A novel method using blinatumomab for efficient, clinical-grade expansion of polyclonal T cells for adoptive immunotherapy.

Authors:
Golay J, D'Amico A, Borleri G, Bonzi M, Valgardsdottir R, Alzani R, Cribioli S, Albanese C, Pesenti E, Finazzi MC, Quaresmini G, Nagorsen D, Introna M, Rambaldi A.
In:
Source: J Immunol
Publication Date: (2014)
Issue: 139(9): 4739-47
Research Area:
Cancer Research/Cell Biology
Immunotherapy / Hematology
Culture Media:
Experiment

To expand T cells, freshly isolated PBMC from CLL patients were plated at 3x10exp6/ml in serum-free X-VIVO15 medium containing 10 ng/ml blinatumomab and 500 IU/ml rhIL-2 Cells were expanded to a concentration of 1x106/ml in fresh medium containing both blinatumomab and rhIL-2, as above, until complete disappearance of the B cells, after which only rhIL-2 was added. Cell products obtained after 18–24 d of culture were called blinatumomab-expanded T cells (BET).

Abstract

Current treatment of chronic lymphocytic leukemia (CLL) patients often results in life-threatening immunosuppression. Furthermore, CLL is still an incurable disease due to the persistence of residual leukemic cells. These patients may therefore benefit from immunotherapy approaches aimed at immunoreconstitution and/or the elimination of residual disease following chemotherapy. For these purposes, we designed a simple GMP-compliant protocol for ex vivo expansion of normal T cells from CLL patients' peripheral blood for adoptive therapy, using bispecific Ab blinatumomab (CD3 × CD19), acting both as T cell stimulator and CLL depletion agent, and human rIL-2. Starting from only 10 ml CLL peripheral blood, a mean 515 × 10(6) CD3(+) T cells were expanded in 3 wk. The resulting blinatumomab-expanded T cells (BET) were polyclonal CD4(+) and CD8(+) and mostly effector and central memory cells. The Th1 subset was slightly prevalent over Th2, whereas Th17 and T regulatory cells were <1%. CMV-specific clones were detected in equivalent proportion before and after expansion.
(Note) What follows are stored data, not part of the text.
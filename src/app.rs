//! Event loop driving the panel

use crate::config::Config;
use crate::error::Result;
use crate::event::{Command, PanelEvent};
use crate::panel::PanelModel;
use crate::region::{TextArea, TextRegion};
use crossterm::event;
use ratatui::{backend::Backend, Frame, Terminal};
use std::time::{Duration, Instant};
use tracing::info;

/// How long to wait for input when no blink is scheduled
const IDLE_POLL: Duration = Duration::from_millis(250);

/// The main application state
pub struct App<R: TextRegion = TextArea> {
    panel: PanelModel<R>,

    /// Delay between cursor blink ticks
    blink_interval: Duration,

    /// When the next blink tick is due, if one is scheduled
    next_blink: Option<Instant>,

    /// Whether the app should quit
    should_quit: bool,
}

impl App<TextArea> {
    pub fn new(config: &Config) -> Result<Self> {
        let panel = PanelModel::new(config)?;
        Ok(App::with_panel(panel, config.blink_interval))
    }
}

impl<R: TextRegion> App<R> {
    pub fn with_panel(mut panel: PanelModel<R>, blink_interval: Duration) -> Self {
        let commands = panel.init();
        let mut app = App {
            panel,
            blink_interval,
            next_blink: None,
            should_quit: false,
        };
        app.apply(commands);
        app
    }

    /// Run until the panel asks to quit
    pub fn run<B: Backend>(&mut self, terminal: &mut Terminal<B>) -> Result<()> {
        info!(panes = self.panel.len(), "event loop started");

        let size = terminal.size()?;
        self.handle(PanelEvent::Resize {
            width: size.width,
            height: size.height,
        });

        loop {
            terminal.draw(|f| self.draw(f))?;

            if self.should_quit {
                break;
            }

            if event::poll(self.poll_timeout(Instant::now()))? {
                if let Some(panel_event) = PanelEvent::from_terminal(event::read()?) {
                    self.handle(panel_event);
                }
            }

            if self.blink_due(Instant::now()) {
                self.next_blink = None;
                self.handle(PanelEvent::Tick);
            }
        }

        info!("event loop ended");
        Ok(())
    }

    /// Dispatch one event and act on the commands it produced
    pub fn handle(&mut self, event: PanelEvent) {
        let commands = self.panel.dispatch(event);
        self.apply(commands);
    }

    fn apply(&mut self, commands: Vec<Command>) {
        for command in commands {
            match command {
                Command::Quit => self.should_quit = true,
                Command::Blink => self.next_blink = Some(Instant::now() + self.blink_interval),
            }
        }
    }

    pub fn draw(&self, frame: &mut Frame) {
        self.panel.draw(frame);
    }

    fn poll_timeout(&self, now: Instant) -> Duration {
        match self.next_blink {
            Some(due) => due.saturating_duration_since(now),
            None => IDLE_POLL,
        }
    }

    fn blink_due(&self, now: Instant) -> bool {
        self.next_blink.is_some_and(|due| now >= due)
    }

    pub fn panel(&self) -> &PanelModel<R> {
        &self.panel
    }

    pub fn should_quit(&self) -> bool {
        self.should_quit
    }

    pub fn blink_scheduled(&self) -> bool {
        self.next_blink.is_some()
    }
}

#[cfg(test)]
mod tests {
    use super::*;
    use crossterm::event::{KeyCode, KeyEvent, KeyModifiers};
    use ratatui::backend::TestBackend;

    fn app() -> App {
        App::new(&Config::default()).unwrap()
    }

    #[test]
    fn blink_is_scheduled_at_start() {
        let app = app();
        assert!(app.blink_scheduled());
        assert!(!app.should_quit());
    }

    #[test]
    fn escape_quits() {
        let mut app = app();
        app.handle(PanelEvent::Key(KeyEvent::new(KeyCode::Esc, KeyModifiers::NONE)));
        assert!(app.should_quit());
        assert!(app.panel().is_quitting());
    }

    #[test]
    fn blink_deadline_drives_timeout() {
        let app = App::with_panel(
            PanelModel::new(&Config::default()).unwrap(),
            Duration::from_millis(500),
        );
        let now = Instant::now();
        assert!(app.poll_timeout(now) <= Duration::from_millis(500));
        assert!(!app.blink_due(now));
        assert!(app.blink_due(now + Duration::from_secs(1)));
    }

    #[test]
    fn draws_panes_and_help() {
        let mut app = app();
        app.handle(PanelEvent::Resize {
            width: 60,
            height: 12,
        });
        let mut terminal = Terminal::new(TestBackend::new(60, 12)).unwrap();
        terminal.draw(|f| app.draw(f)).unwrap();

        let buffer = terminal.backend().buffer();
        let row = |y: u16| -> String {
            (0..60).map(|x| buffer[(x, y)].symbol().to_string()).collect()
        };
        assert!(row(0).starts_with('╭'));
        assert!(row(1).contains("Type something"));
        assert!(row(7).trim().is_empty());
        assert!(row(8).starts_with("ctrl+n next"));
    }
}
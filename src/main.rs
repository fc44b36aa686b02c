// panedit: side-by-side text panes in the terminal

use std::error::Error;
use std::fs::File;
use std::io;
use std::path::Path;
use std::sync::Mutex;

use clap::Parser;
use ratatui::{backend::CrosstermBackend, Terminal};
use tracing_subscriber::EnvFilter;

use panedit::config::{Args, Config};
use panedit::terminal::TerminalGuard;
use panedit::App;

fn main() {
    let config = match Config::try_from(Args::parse()) {
        Ok(config) => config,
        Err(e) => {
            eprintln!("Error: {}", e);
            std::process::exit(2);
        }
    };

    if let Some(path) = &config.log_file {
        if let Err(e) = init_logging(path) {
            eprintln!("Error: cannot open log file {}: {}", path.display(), e);
            std::process::exit(2);
        }
    }

    // The terminal is already restored by the time `run` returns
    if let Err(err) = run(&config) {
        tracing::error!(error = %err, "event loop failed");
        eprintln!("Error: {}", err);
        std::process::exit(1);
    }
}

fn run(config: &Config) -> Result<(), Box<dyn Error>> {
    let mut app = App::new(config)?;

    // Declared before the terminal so it is dropped after it
    let mut guard = TerminalGuard::new();
    let mut stdout = io::stdout();
    guard.setup(&mut stdout)?;

    let backend = CrosstermBackend::new(stdout);
    let mut terminal = Terminal::new(backend)?;
    app.run(&mut terminal)?;
    Ok(())
}

/// Send logs to `path`; stdout belongs to the UI
fn init_logging(path: &Path) -> Result<(), Box<dyn Error>> {
    let file = File::create(path)?;
    tracing_subscriber::fmt()
        .with_env_filter(
            EnvFilter::try_from_default_env().unwrap_or_else(|_| EnvFilter::new("info")),
        )
        .with_writer(Mutex::new(file))
        .with_ansi(false)
        .init();
    tracing::info!(version = env!("CARGO_PKG_VERSION"), "panedit starting");
    Ok(())
}
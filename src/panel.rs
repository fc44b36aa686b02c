//! The panel: a fixed row of text panes with one of them focused
//!
//! [`PanelModel`] owns every pane and is the only thing that changes their
//! state. Events come in through [`PanelModel::dispatch`], one at a time:
//!
//! - quit (Esc, Ctrl-C) blurs every pane and ends the session
//! - advance focus (Ctrl-N) blurs the focused pane and focuses the next one,
//!   wrapping to the first
//! - generate (Ctrl-Enter) is recognised and does nothing
//! - a resize records the viewport and re-lays out every pane, then falls
//!   through to the broadcast
//! - everything else is broadcast to every pane, focused or not
//!
//! A left click on a pane that is not focused moves focus there before the
//! click is broadcast.

use crate::compose;
use crate::config::{check_region_count, Config, HELP_HEIGHT};
use crate::error::Result;
use crate::event::{Command, PanelEvent};
use crate::help::{HelpBar, HelpRenderer};
use crate::keymap::{Action, KeyMap};
use crate::layout::{pane_rects, pane_size, PaneSize};
use crate::region::{TextArea, TextRegion};
use crate::theme::Theme;
use crate::zone::ZoneRegistry;
use crossterm::event::{MouseButton, MouseEventKind};
use ratatui::text::Text;
use ratatui::widgets::Paragraph;
use ratatui::Frame;
use std::rc::Rc;
use tracing::{debug, trace};

/// Row of panes with exactly one focused
pub struct PanelModel<R: TextRegion = TextArea> {
    regions: Vec<R>,
    focus: usize,
    width: u16,
    height: u16,
    help_height: u16,
    keymap: KeyMap,
    zones: ZoneRegistry,
    help: Box<dyn HelpRenderer>,
    /// Commands produced while building the panel, handed out by `init`
    pending: Vec<Command>,
    quitting: bool,
}

impl PanelModel<TextArea> {
    /// Build a panel of [`TextArea`]s sharing one theme
    pub fn new(config: &Config) -> Result<Self> {
        check_region_count(config.panes)?;
        let theme = Rc::new(Theme::default());
        let regions = (0..config.panes)
            .map(|_| TextArea::new(Rc::clone(&theme)).with_placeholder(config.placeholder.as_str()))
            .collect();
        let panel = PanelModel::with_regions(regions, Box::new(HelpBar::new(theme)))?;
        Ok(panel.with_help_height(config.help_height))
    }
}

impl<R: TextRegion> PanelModel<R> {
    /// Build a panel around existing panes. The first pane is focused and
    /// the rest are blurred.
    pub fn with_regions(mut regions: Vec<R>, help: Box<dyn HelpRenderer>) -> Result<Self> {
        check_region_count(regions.len())?;

        for region in regions.iter_mut().skip(1) {
            region.blur();
        }
        let pending = regions[0].focus().into_iter().collect();

        debug!(panes = regions.len(), "panel created");
        Ok(PanelModel {
            regions,
            focus: 0,
            width: 0,
            height: 0,
            help_height: HELP_HEIGHT,
            keymap: KeyMap::new(),
            zones: ZoneRegistry::new(),
            help,
            pending,
            quitting: false,
        })
    }

    /// Rows reserved for the help bar
    pub fn with_help_height(mut self, help_height: u16) -> Self {
        self.help_height = help_height;
        self
    }

    /// Commands to run before the first event (the focused pane's blink)
    pub fn init(&mut self) -> Vec<Command> {
        std::mem::take(&mut self.pending)
    }

    /// Handle one event and return the follow-up work it produced
    pub fn dispatch(&mut self, event: PanelEvent) -> Vec<Command> {
        if self.quitting {
            trace!(?event, "ignoring event after quit");
            return Vec::new();
        }

        let mut commands = Vec::new();
        match &event {
            PanelEvent::Key(key) => match self.keymap.resolve(key) {
                Some(Action::Quit) => return self.quit(),
                Some(Action::Next) => {
                    let next = (self.focus + 1) % self.regions.len();
                    self.move_focus(next, &mut commands);
                    return commands;
                }
                Some(Action::Generate) => {
                    debug!("generate requested");
                    return commands;
                }
                None => {}
            },
            PanelEvent::Resize { width, height } => {
                self.width = *width;
                self.height = *height;
                self.layout();
            }
            PanelEvent::Mouse(mouse) => {
                if mouse.kind == MouseEventKind::Down(MouseButton::Left) {
                    if let Some(target) = self.zones.hit(mouse.column, mouse.row) {
                        if target != self.focus {
                            self.move_focus(target, &mut commands);
                        }
                    }
                }
            }
            PanelEvent::Tick | PanelEvent::Paste(_) => {}
        }

        self.broadcast(&event, &mut commands);
        commands
    }

    fn quit(&mut self) -> Vec<Command> {
        for region in &mut self.regions {
            region.blur();
        }
        self.quitting = true;
        debug!("quit requested");
        vec![Command::Quit]
    }

    fn move_focus(&mut self, target: usize, commands: &mut Vec<Command>) {
        self.regions[self.focus].blur();
        debug!(from = self.focus, to = target, "focus moved");
        self.focus = target;
        if let Some(command) = self.regions[self.focus].focus() {
            push_unique(commands, command);
        }
    }

    fn layout(&mut self) {
        let size = self.pane_size();
        debug!(
            width = self.width,
            height = self.height,
            pane_width = size.width,
            pane_height = size.height,
            "layout"
        );
        for region in &mut self.regions {
            region.set_width(size.width);
            region.set_height(size.height);
        }
        self.zones.clear();
        for (id, area) in pane_rects(size, self.regions.len()).into_iter().enumerate() {
            self.zones.mark(id, area);
        }
    }

    fn broadcast(&mut self, event: &PanelEvent, commands: &mut Vec<Command>) {
        trace!(?event, "broadcast");
        for region in &mut self.regions {
            if let Some(command) = region.handle_event(event) {
                push_unique(commands, command);
            }
        }
    }

    /// Compose the frame: panes left to right, a blank line, the help line
    pub fn render(&self) -> Text<'static> {
        let panes: Vec<Text<'static>> = self.regions.iter().map(TextRegion::render).collect();
        let help = self.help.short_help(&self.keymap.bindings());
        compose::frame(&panes, help)
    }

    /// Render the composed frame. Zones are not touched here; they follow
    /// the last layout.
    pub fn draw(&self, frame: &mut Frame) {
        frame.render_widget(Paragraph::new(self.render()), frame.area());
    }

    pub fn focus_index(&self) -> usize {
        self.focus
    }

    /// Last seen (width, height); zero until the first resize
    pub fn viewport(&self) -> (u16, u16) {
        (self.width, self.height)
    }

    /// Size every pane currently gets
    pub fn pane_size(&self) -> PaneSize {
        pane_size(self.width, self.height, self.regions.len(), self.help_height)
    }

    pub fn help_height(&self) -> u16 {
        self.help_height
    }

    pub fn len(&self) -> usize {
        self.regions.len()
    }

    pub fn is_empty(&self) -> bool {
        self.regions.is_empty()
    }

    pub fn regions(&self) -> &[R] {
        &self.regions
    }

    pub fn focused(&self) -> &R {
        &self.regions[self.focus]
    }

    pub fn zones(&self) -> &ZoneRegistry {
        &self.zones
    }

    pub fn is_quitting(&self) -> bool {
        self.quitting
    }
}

fn push_unique(commands: &mut Vec<Command>, command: Command) {
    if !commands.contains(&command) {
        commands.push(command);
    }
}

#[cfg(test)]
mod tests {
    use super::*;
    use crossterm::event::{KeyCode, KeyEvent, KeyModifiers};

    fn panel(panes: usize) -> PanelModel {
        PanelModel::new(&Config {
            panes,
            ..Config::default()
        })
        .unwrap()
    }

    fn ctrl(c: char) -> PanelEvent {
        PanelEvent::Key(KeyEvent::new(KeyCode::Char(c), KeyModifiers::CONTROL))
    }

    #[test]
    fn first_pane_starts_focused() {
        let mut panel = panel(3);
        assert_eq!(panel.focus_index(), 0);
        assert!(panel.regions()[0].is_focused());
        assert!(!panel.regions()[1].is_focused());
        assert_eq!(panel.init(), vec![Command::Blink]);
        assert!(panel.init().is_empty());
    }

    #[test]
    fn panel_is_never_empty() {
        let panel = panel(1);
        assert!(!panel.is_empty());
        assert_eq!(panel.len(), 1);
    }

    #[test]
    fn rejects_bad_pane_counts() {
        for panes in [0, 7] {
            assert!(PanelModel::new(&Config {
                panes,
                ..Config::default()
            })
            .is_err());
        }
    }

    #[test]
    fn typing_reaches_only_the_focused_area() {
        let mut panel = panel(2);
        panel.dispatch(PanelEvent::Resize {
            width: 80,
            height: 24,
        });
        panel.dispatch(PanelEvent::Key(KeyEvent::new(KeyCode::Char('x'), KeyModifiers::NONE)));
        panel.dispatch(ctrl('n'));
        panel.dispatch(PanelEvent::Key(KeyEvent::new(KeyCode::Char('y'), KeyModifiers::NONE)));

        assert_eq!(panel.regions()[0].value(), "x");
        assert_eq!(panel.regions()[1].value(), "y");
    }

    #[test]
    fn next_key_is_not_typed() {
        let mut panel = panel(1);
        let commands = panel.dispatch(ctrl('n'));
        assert_eq!(commands, vec![Command::Blink]);
        assert_eq!(panel.focus_index(), 0);
        assert!(panel.focused().is_focused());
        assert_eq!(panel.focused().value(), "");
    }

    #[test]
    fn resize_sets_zones() {
        let mut panel = panel(2);
        panel.dispatch(PanelEvent::Resize {
            width: 81,
            height: 24,
        });
        assert_eq!(panel.zones().len(), 2);
        assert_eq!(panel.zones().hit(45, 3), Some(1));
        assert_eq!(panel.zones().hit(80, 3), None);
    }

    #[test]
    fn drawing_leaves_zones_from_layout() {
        let mut panel = panel(2);
        panel.dispatch(PanelEvent::Resize {
            width: 60,
            height: 12,
        });
        let before = panel.zones().clone();

        let mut terminal = ratatui::Terminal::new(ratatui::backend::TestBackend::new(60, 12)).unwrap();
        terminal.draw(|f| panel.draw(f)).unwrap();

        for id in 0..panel.len() {
            assert_eq!(panel.zones().get(id), before.get(id));
        }
        assert_eq!(panel.zones().get(1), Some(ratatui::layout::Rect::new(30, 0, 30, 7)));
    }

    #[test]
    fn custom_help_height_shrinks_panes() {
        let mut panel = panel(2).with_help_height(2);
        panel.dispatch(PanelEvent::Resize {
            width: 80,
            height: 24,
        });
        assert_eq!(panel.help_height(), 2);
        assert_eq!(panel.pane_size().height, 22);
    }
}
Interestingly, BET cells had normalized expression of the synapse inhibitors CD272 and CD279 compared with starting T cells and were cytotoxic against CD19(+) targets in presence of blinatumomab in vitro. In support of their functional capacity, we observed that BET, in combination with blinatumomab, had significant therapeutic activity in a systemic human diffuse large B lymphoma model in NOD-SCID mice. We propose BET as a therapeutic tool for immunoreconstitution of heavily immunosuppressed CLL patients and, in combination with bispecific Ab, as antitumor immunotherapy.